use std::fmt;

#[derive(
    Clone, Debug, Eq, Hash, Ord, PartialEq, PartialOrd, serde::Deserialize, serde::Serialize,
)]
#[serde(transparent)]
pub struct UserId(pub String);

impl fmt::Display for UserId {
    fn fmt(&self, f: &mut fmt::Formatter<'_>) -> fmt::Result {
        f.write_str(&self.0)
    }
}

#[derive(
    Clone, Copy, Debug, Default, Eq, Hash, PartialEq, serde::Deserialize, serde::Serialize,
)]
pub enum Role {
    #[default]
    Reader,
    Admin,
}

• ASSIGNED TASK
All entries above are to be reproduced exactly.

• SOLUTION FOR THIS PROBLEM
use std::fmt;

#[derive(
    Clone, Debug, Eq, Hash, Ord, PartialEq, PartialOrd, serde::Deserialize, serde::Serialize,
)]
#[serde(transparent)]
pub struct UserId(pub String);

impl fmt::Display for UserId {
    fn fmt(&self, f: &mut fmt::Formatter<'_>) -> fmt::Result {
        f.write_str(&self.0)
    }
}

#[derive(
    Clone, Copy, Debug, Default, Eq, Hash, PartialEq, serde::Deserialize, serde::Serialize,
)]
pub enum Role {
    #[default]
    Reader,
    Admin,
}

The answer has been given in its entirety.